With an active move towards electronic processing by the Immigration Refugee & Citizenship Canada (IRCC), the reliability of the email correspondence between applicants and officials has become a growing concern.
New guidelines for email communication with immigration applicants have been recently issued to avoid complaints and lawsuits over missing correspondence that may lead to wrongful denials of eligible applications.
The guidelines include instructions on how to save a sent email in the department’s system and provide evidence for litigation purposes. Officials must obtain consent from applicants to communicate via email by ensuring a completed application form includes an email address of either the applicants. Consent is presumed if applicants initiate an email communication.
Failing to respond to officials’ requests as a result of missing email can be detrimental to applicants’ immigration prospects. Failing to prove that the correspondence had been sent and received can lead to lawsuits for the federal government.

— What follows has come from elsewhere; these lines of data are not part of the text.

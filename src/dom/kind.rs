// Node kinds
//
//  Copyright (C) 2014-2021 Ryan Specialty Group, LLC.
//
//  This file is part of doxymd.
//
//  This program is free software: you can redistribute it and/or modify
//  it under the terms of the GNU General Public License as published by
//  the Free Software Foundation, either version 3 of the License, or
//  (at your option) any later version.
//
//  This program is distributed in the hope that it will be useful,
//  but WITHOUT ANY WARRANTY; without even the implied warranty of
//  MERCHANTABILITY or FITNESS FOR A PARTICULAR PURPOSE.  See the
//  GNU General Public License for more details.
//
//  You should have received a copy of the GNU General Public License
//  along with this program.  If not, see <http://www.gnu.org/licenses/>.

//! The closed set of node kinds.
//!
//! Every kind but the synthetic ones corresponds to exactly one element
//!   tag of the Doxygen schema.
//! Some tags are used by more than one schema type
//!   (`member` is both a section member and an entry of the list of all
//!     members;
//!    `title` is both plain text and a formatted title);
//!   the distinction is carried by [`NodeData`](super::NodeData),
//!     not by the kind.

use std::fmt::{self, Display};

macro_rules! node_kinds {
    (
        tags {
            $($variant:ident => $tag:literal,)*
        }
        synthetic {
            $($(#[$sattr:meta])* $svariant:ident => $sname:literal,)*
        }
    ) => {
        /// Variant tag of a [`Node`](super::Node).
        ///
        /// Renderers dispatch on this tag
        ///   (see [`crate::render::Dispatch`]).
        #[derive(Debug, Clone, Copy, PartialEq, Eq, Hash, PartialOrd, Ord)]
        pub enum NodeKind {
            $($variant,)*
            $($(#[$sattr])* $svariant,)*
        }

        impl NodeKind {
            /// Kind of the element with the given tag,
            ///   if the tag is part of the supported schema.
            ///
            /// Synthetic kinds have no tag and are never returned.
            pub fn from_tag(tag: &str) -> Option<Self> {
                match tag {
                    $($tag => Some(Self::$variant),)*
                    _ => None,
                }
            }

            /// Element tag for this kind.
            ///
            /// Synthetic kinds produce a name that does not occur in the
            ///   schema.
            pub fn tag(&self) -> &'static str {
                match self {
                    $(Self::$variant => $tag,)*
                    $(Self::$svariant => $sname,)*
                }
            }
        }
    };
}

node_kinds! {
    tags {
        Doxygen => "doxygen",

        // Compound.
        Compounddef => "compounddef",
        Compoundname => "compoundname",
        Title => "title",
        Basecompoundref => "basecompoundref",
        Derivedcompoundref => "derivedcompoundref",
        Includes => "includes",
        Includedby => "includedby",
        Incdepgraph => "incdepgraph",
        Invincdepgraph => "invincdepgraph",
        Inheritancegraph => "inheritancegraph",
        Collaborationgraph => "collaborationgraph",
        GraphNode => "node",
        Label => "label",
        Link => "link",
        Childnode => "childnode",
        Edgelabel => "edgelabel",
        Innermodule => "innermodule",
        Innerdir => "innerdir",
        Innerfile => "innerfile",
        Innerclass => "innerclass",
        Innerconcept => "innerconcept",
        Innernamespace => "innernamespace",
        Innerpage => "innerpage",
        Innergroup => "innergroup",
        Qualifier => "qualifier",
        Templateparamlist => "templateparamlist",
        Sectiondef => "sectiondef",
        Header => "header",
        Description => "description",
        Member => "member",
        Tableofcontents => "tableofcontents",
        Tocsect => "tocsect",
        Name => "name",
        Reference => "reference",
        Requiresclause => "requiresclause",
        Initializer => "initializer",
        Briefdescription => "briefdescription",
        Detaileddescription => "detaileddescription",
        Inbodydescription => "inbodydescription",
        Exports => "exports",
        Export => "export",
        Location => "location",
        Listofallmembers => "listofallmembers",
        Scope => "scope",

        // Member.
        Memberdef => "memberdef",
        Type => "type",
        Definition => "definition",
        Argsstring => "argsstring",
        Qualifiedname => "qualifiedname",
        Read => "read",
        Write => "write",
        Bitfield => "bitfield",
        Reimplements => "reimplements",
        Reimplementedby => "reimplementedby",
        Param => "param",
        Attributes => "attributes",
        Declname => "declname",
        Defname => "defname",
        Array => "array",
        Defval => "defval",
        Typeconstraint => "typeconstraint",
        Enumvalue => "enumvalue",
        Exceptions => "exceptions",
        References => "references",
        Referencedby => "referencedby",

        // Listings.
        Programlisting => "programlisting",
        Codeline => "codeline",
        Highlight => "highlight",
        Sp => "sp",

        // Descriptions.
        Para => "para",
        Internal => "internal",
        Sect1 => "sect1",
        Sect2 => "sect2",
        Sect3 => "sect3",
        Sect4 => "sect4",
        Sect5 => "sect5",
        Sect6 => "sect6",
        Ulink => "ulink",
        Bold => "bold",
        S => "s",
        Strike => "strike",
        Underline => "underline",
        Emphasis => "emphasis",
        Computeroutput => "computeroutput",
        Subscript => "subscript",
        Superscript => "superscript",
        Center => "center",
        Small => "small",
        Cite => "cite",
        Del => "del",
        Ins => "ins",
        Summary => "summary",
        Preformatted => "preformatted",
        Htmlonly => "htmlonly",
        Manonly => "manonly",
        Xmlonly => "xmlonly",
        Rtfonly => "rtfonly",
        Latexonly => "latexonly",
        Docbookonly => "docbookonly",
        Verbatim => "verbatim",
        Javadocliteral => "javadocliteral",
        Javadoccode => "javadoccode",
        Image => "image",
        Dot => "dot",
        Msc => "msc",
        Plantuml => "plantuml",
        Dotfile => "dotfile",
        Mscfile => "mscfile",
        Diafile => "diafile",
        Plantumlfile => "plantumlfile",
        Anchor => "anchor",
        Formula => "formula",
        Ref => "ref",
        Emoji => "emoji",
        Linebreak => "linebreak",
        Hruler => "hruler",
        Itemizedlist => "itemizedlist",
        Orderedlist => "orderedlist",
        Listitem => "listitem",
        Simplesect => "simplesect",
        Variablelist => "variablelist",
        Varlistentry => "varlistentry",
        Term => "term",
        Table => "table",
        Caption => "caption",
        Row => "row",
        Entry => "entry",
        Heading => "heading",
        Toclist => "toclist",
        Tocitem => "tocitem",
        Language => "language",
        Parameterlist => "parameterlist",
        Parameteritem => "parameteritem",
        Parameternamelist => "parameternamelist",
        Parametertype => "parametertype",
        Parametername => "parametername",
        Parameterdescription => "parameterdescription",
        Xrefsect => "xrefsect",
        Xreftitle => "xreftitle",
        Xrefdescription => "xrefdescription",
        Copydoc => "copydoc",
        Blockquote => "blockquote",
        Parblock => "parblock",
        Details => "details",
        Indexentry => "indexentry",
        Primaryie => "primaryie",
        Secondaryie => "secondaryie",
    }

    synthetic {
        /// A `varlistentry` paired with the `listitem` that follows it.
        ///
        /// The schema has no element wrapping the pair.
        VarListPair => "varlistpair",

        /// A character entity element such as `<copy/>`;
        ///   the actual tag is held by the node's data.
        Entity => "entity",
    }
}

impl NodeKind {
    /// Kind of the section element of the given level,
    ///   if the level is within `1..=6`.
    pub fn sect(level: u8) -> Option<Self> {
        match level {
            1 => Some(Self::Sect1),
            2 => Some(Self::Sect2),
            3 => Some(Self::Sect3),
            4 => Some(Self::Sect4),
            5 => Some(Self::Sect5),
            6 => Some(Self::Sect6),
            _ => None,
        }
    }

    /// Level of a section kind,
    ///   or [`None`] for any other kind.
    pub fn sect_level(&self) -> Option<u8> {
        match self {
            Self::Sect1 => Some(1),
            Self::Sect2 => Some(2),
            Self::Sect3 => Some(3),
            Self::Sect4 => Some(4),
            Self::Sect5 => Some(5),
            Self::Sect6 => Some(6),
            _ => None,
        }
    }

    /// Whether this kind holds a description
    ///   (`briefdescription`, `detaileddescription`, and friends).
    pub fn is_description(&self) -> bool {
        matches!(
            self,
            Self::Briefdescription
                | Self::Detaileddescription
                | Self::Inbodydescription
                | Self::Description
                | Self::Parameterdescription
                | Self::Xrefdescription
        )
    }
}

impl Display for NodeKind {
    fn fmt(&self, f: &mut fmt::Formatter<'_>) -> fmt::Result {
        write!(f, "`{}`", self.tag())
    }
}

/// Character entity elements and the text they stand for.
///
/// Doxygen emits an empty element in place of certain characters
///   (e.g. `<copy/>` for `©`).
/// The list is the subset of the schema's entities that Doxygen is known
///   to produce from typical sources;
///     an entity not listed here is a schema violation like any other
///     unknown element.
pub const ENTITIES: &[(&str, &str)] = &[
    ("nonbreakablespace", "\u{a0}"),
    ("iexcl", "¡"),
    ("cent", "¢"),
    ("pound", "£"),
    ("curren", "¤"),
    ("yen", "¥"),
    ("brvbar", "¦"),
    ("sect", "§"),
    ("umlaut", "¨"),
    ("copy", "©"),
    ("ordf", "ª"),
    ("laquo", "«"),
    ("not", "¬"),
    ("shy", "\u{ad}"),
    ("registered", "®"),
    ("macr", "¯"),
    ("deg", "°"),
    ("plusmn", "±"),
    ("sup2", "²"),
    ("sup3", "³"),
    ("acute", "´"),
    ("micro", "µ"),
    ("middot", "·"),
    ("cedil", "¸"),
    ("sup1", "¹"),
    ("ordm", "º"),
    ("raquo", "»"),
    ("frac14", "¼"),
    ("frac12", "½"),
    ("frac34", "¾"),
    ("iquest", "¿"),
    ("times", "×"),
    ("divide", "÷"),
    ("szlig", "ß"),
    ("bull", "•"),
    ("hellip", "…"),
    ("prime", "′"),
    ("Prime", "″"),
    ("oline", "‾"),
    ("frasl", "⁄"),
    ("trademark", "™"),
    ("larr", "←"),
    ("uarr", "↑"),
    ("rarr", "→"),
    ("darr", "↓"),
    ("harr", "↔"),
    ("lArr", "⇐"),
    ("rArr", "⇒"),
    ("hArr", "⇔"),
    ("minus", "−"),
    ("infin", "∞"),
    ("ne", "≠"),
    ("le", "≤"),
    ("ge", "≥"),
    ("ensp", "\u{2002}"),
    ("emsp", "\u{2003}"),
    ("thinsp", "\u{2009}"),
    ("zwnj", "\u{200c}"),
    ("zwj", "\u{200d}"),
    ("lrm", "\u{200e}"),
    ("rlm", "\u{200f}"),
    ("ndash", "–"),
    ("mdash", "—"),
    ("lsquo", "‘"),
    ("rsquo", "’"),
    ("sbquo", "‚"),
    ("ldquo", "“"),
    ("rdquo", "”"),
    ("bdquo", "„"),
    ("dagger", "†"),
    ("Dagger", "‡"),
    ("permil", "‰"),
    ("lsaquo", "‹"),
    ("rsaquo", "›"),
    ("euro", "€"),
    ("tm", "™"),
];

/// Look up a character entity element by tag.
pub fn entity(tag: &str) -> Option<(&'static str, &'static str)> {
    ENTITIES.iter().find(|(name, _)| *name == tag).copied()
}
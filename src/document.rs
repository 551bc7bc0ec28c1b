// Document assembly
//
//  Copyright (C) 2014-2021 Ryan Specialty Group, LLC.
//
//  This file is part of doxymd.
//
//  This program is free software: you can redistribute it and/or modify
//  it under the terms of the GNU General Public License as published by
//  the Free Software Foundation, either version 3 of the License, or
//  (at your option) any later version.
//
//  This program is distributed in the hope that it will be useful,
//  but WITHOUT ANY WARRANTY; without even the implied warranty of
//  MERCHANTABILITY or FITNESS FOR A PARTICULAR PURPOSE.  See the
//  GNU General Public License for more details.
//
//  You should have received a copy of the GNU General Public License
//  along with this program.  If not, see <http://www.gnu.org/licenses/>.

//! Assemble compound files into a single [`Document`].
//!
//! Doxygen writes each compound to its own file,
//!   each with a `doxygen` root element holding a single `compounddef`.
//! The [`Document`] gathers every `compounddef` of a project beneath a
//!   single `doxygen` [`Node`],
//!     in the order in which the files were provided.
//!
//! Doxygen also writes `index.xml`,
//!   listing every compound and its members;
//!     [`Index`] is used to locate the compound files.

use crate::{
    build::{compounddef, Attrs, BuildResult, SchemaViolation, ViolationKind},
    dom::{Child, DoxygenMeta, Node, NodeData, NodeKind},
    xml::{Element, XmlNode},
};

/// Attributes of the `doxygen` and `doxygenindex` roots.
///
/// The schema location attributes are accepted and ignored.
const ROOT_ATTRS: &[&str] = &[
    "version",
    "xml:lang",
    "xmlns:xsi",
    "xsi:noNamespaceSchemaLocation",
];

/// Every compound of a project.
#[derive(Debug, Clone, PartialEq)]
pub struct Document {
    root: Node,
}

impl Document {
    /// Assemble a document from the root elements of compound files.
    ///
    /// Generator metadata is taken from the first root;
    ///   a document assembled from no roots has empty metadata.
    pub fn assemble<'a, I>(roots: I) -> BuildResult<Self>
    where
        I: IntoIterator<Item = &'a Element>,
    {
        let mut meta: Option<DoxygenMeta> = None;
        let mut compounds = Vec::new();

        for root in roots {
            let root_meta = compound_root(root, &mut compounds)?;
            meta.get_or_insert(root_meta);
        }

        Ok(Self::from_compounds(meta.unwrap_or_default(), compounds))
    }

    /// Produce a document from already-built `compounddef` nodes.
    pub fn from_compounds(meta: DoxygenMeta, compounds: Vec<Node>) -> Self {
        Self {
            root: Node::new(
                NodeKind::Doxygen,
                compounds.into_iter().map(Child::Node).collect(),
                NodeData::Doxygen(meta),
            ),
        }
    }

    /// The `doxygen` root,
    ///   whose children are the compounds.
    pub fn root(&self) -> &Node {
        &self.root
    }

    pub fn meta(&self) -> Option<&DoxygenMeta> {
        match self.root.data() {
            NodeData::Doxygen(meta) => Some(meta),
            _ => None,
        }
    }

    /// Compounds in input order.
    pub fn compounds(&self) -> impl Iterator<Item = &Node> {
        self.root.child_nodes()
    }

    /// Compound at the given position in input order.
    pub fn compound(&self, index: usize) -> Option<&Node> {
        self.root.child_at(index)
    }

    pub fn len(&self) -> usize {
        self.root.children().len()
    }

    pub fn is_empty(&self) -> bool {
        self.len() == 0
    }
}

/// Build the compounds of a single `doxygen` root,
///   appending them to `dest`.
fn compound_root(
    root: &Element,
    dest: &mut Vec<Node>,
) -> BuildResult<DoxygenMeta> {
    const BUILDER: &str = "document assembler";

    if root.name() != NodeKind::Doxygen.tag() {
        return Err(root
            .violation(ViolationKind::UnexpectedRoot {
                expected: "doxygen",
            })
            .rejected_by(BUILDER));
    }

    let attrs = Attrs::check(root, ROOT_ATTRS, BUILDER)?;
    let meta = DoxygenMeta {
        version: attrs.req("version")?,
        language: attrs.opt_nonempty("xml:lang"),
    };

    for child in root.inner_elements() {
        match child {
            XmlNode::Element(ele) if ele.name() == "compounddef" => {
                dest.push(compounddef(ele)?)
            }
            XmlNode::Element(ele) => {
                return Err(violation(
                    root,
                    ViolationKind::UnexpectedElement(ele.name().into()),
                    BUILDER,
                ))
            }
            XmlNode::Text(text) => {
                return Err(violation(
                    root,
                    ViolationKind::UnexpectedText(text.trim().into()),
                    BUILDER,
                ))
            }
        }
    }

    Ok(meta)
}

fn violation(
    ele: &Element,
    kind: ViolationKind,
    builder: &'static str,
) -> SchemaViolation {
    ele.violation(kind).rejected_by(builder)
}

/// Contents of `index.xml`.
#[derive(Debug, Clone, PartialEq, Eq, Default)]
pub struct Index {
    pub version: String,
    pub compounds: Vec<IndexCompound>,
}

/// A compound listed in `index.xml`.
#[derive(Debug, Clone, PartialEq, Eq)]
pub struct IndexCompound {
    /// Id of the compound,
    ///   which is also the stem of its file name.
    pub refid: String,
    pub kind: String,
    pub name: String,
    pub members: Vec<IndexMember>,
}

impl IndexCompound {
    /// Name of the file holding this compound.
    pub fn file_name(&self) -> String {
        format!("{}.xml", self.refid)
    }
}

#[derive(Debug, Clone, PartialEq, Eq)]
pub struct IndexMember {
    pub refid: String,
    pub kind: String,
    pub name: String,
}

impl Index {
    /// Interpret the root element of `index.xml`.
    pub fn parse(root: &Element) -> BuildResult<Self> {
        const BUILDER: &str = "index builder";

        if root.name() != "doxygenindex" {
            return Err(violation(
                root,
                ViolationKind::UnexpectedRoot {
                    expected: "doxygenindex",
                },
                BUILDER,
            ));
        }

        let attrs = Attrs::check(root, ROOT_ATTRS, BUILDER)?;
        let mut index = Index {
            version: attrs.req("version")?,
            compounds: Vec::new(),
        };

        for child in root.child_elements() {
            match child.name() {
                "compound" => index.compounds.push(index_compound(child)?),
                name => {
                    return Err(violation(
                        root,
                        ViolationKind::UnexpectedElement(name.into()),
                        BUILDER,
                    ))
                }
            }
        }

        Ok(index)
    }
}

fn index_compound(ele: &Element) -> BuildResult<IndexCompound> {
    const BUILDER: &str = "index compound builder";

    let attrs = Attrs::check(ele, &["refid", "kind"], BUILDER)?;
    let mut compound = IndexCompound {
        refid: attrs.req("refid")?,
        kind: attrs.req("kind")?,
        name: String::new(),
        members: Vec::new(),
    };

    for child in ele.child_elements() {
        match child.name() {
            "name" => compound.name = child.text(),
            "member" => compound.members.push(index_member(child)?),
            name => {
                return Err(violation(
                    ele,
                    ViolationKind::UnexpectedElement(name.into()),
                    BUILDER,
                ))
            }
        }
    }

    if compound.name.is_empty() {
        return Err(violation(
            ele,
            ViolationKind::MissingElement("name".into()),
            BUILDER,
        ));
    }

    Ok(compound)
}

fn index_member(ele: &Element) -> BuildResult<IndexMember> {
    const BUILDER: &str = "index member builder";

    let attrs = Attrs::check(ele, &["refid", "kind"], BUILDER)?;

    Ok(IndexMember {
        refid: attrs.req("refid")?,
        kind: attrs.req("kind")?,
        name: ele
            .inner_element_text("name")
            .map_err(|e| e.rejected_by(BUILDER))?,
    })
}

The new guidelines provide safeguards and more precise instructions to officers to save records. The new guidelines warn officers that the old departmental practice of “read notification function” can no longer be used as a means of verifying that the applicant had received the email.
Even though the responsibility lies on the applicant to respond to officers’ requests and make their case if it warrants, reconsideration in the case of an « abandoned » application due to alleged missing email, must be considered under the new guidelines.
If the decision-maker finds that an error was made by IRCC and the email requesting additional information was not sent to the applicant or representative, the applicant must be given a second chance to comply.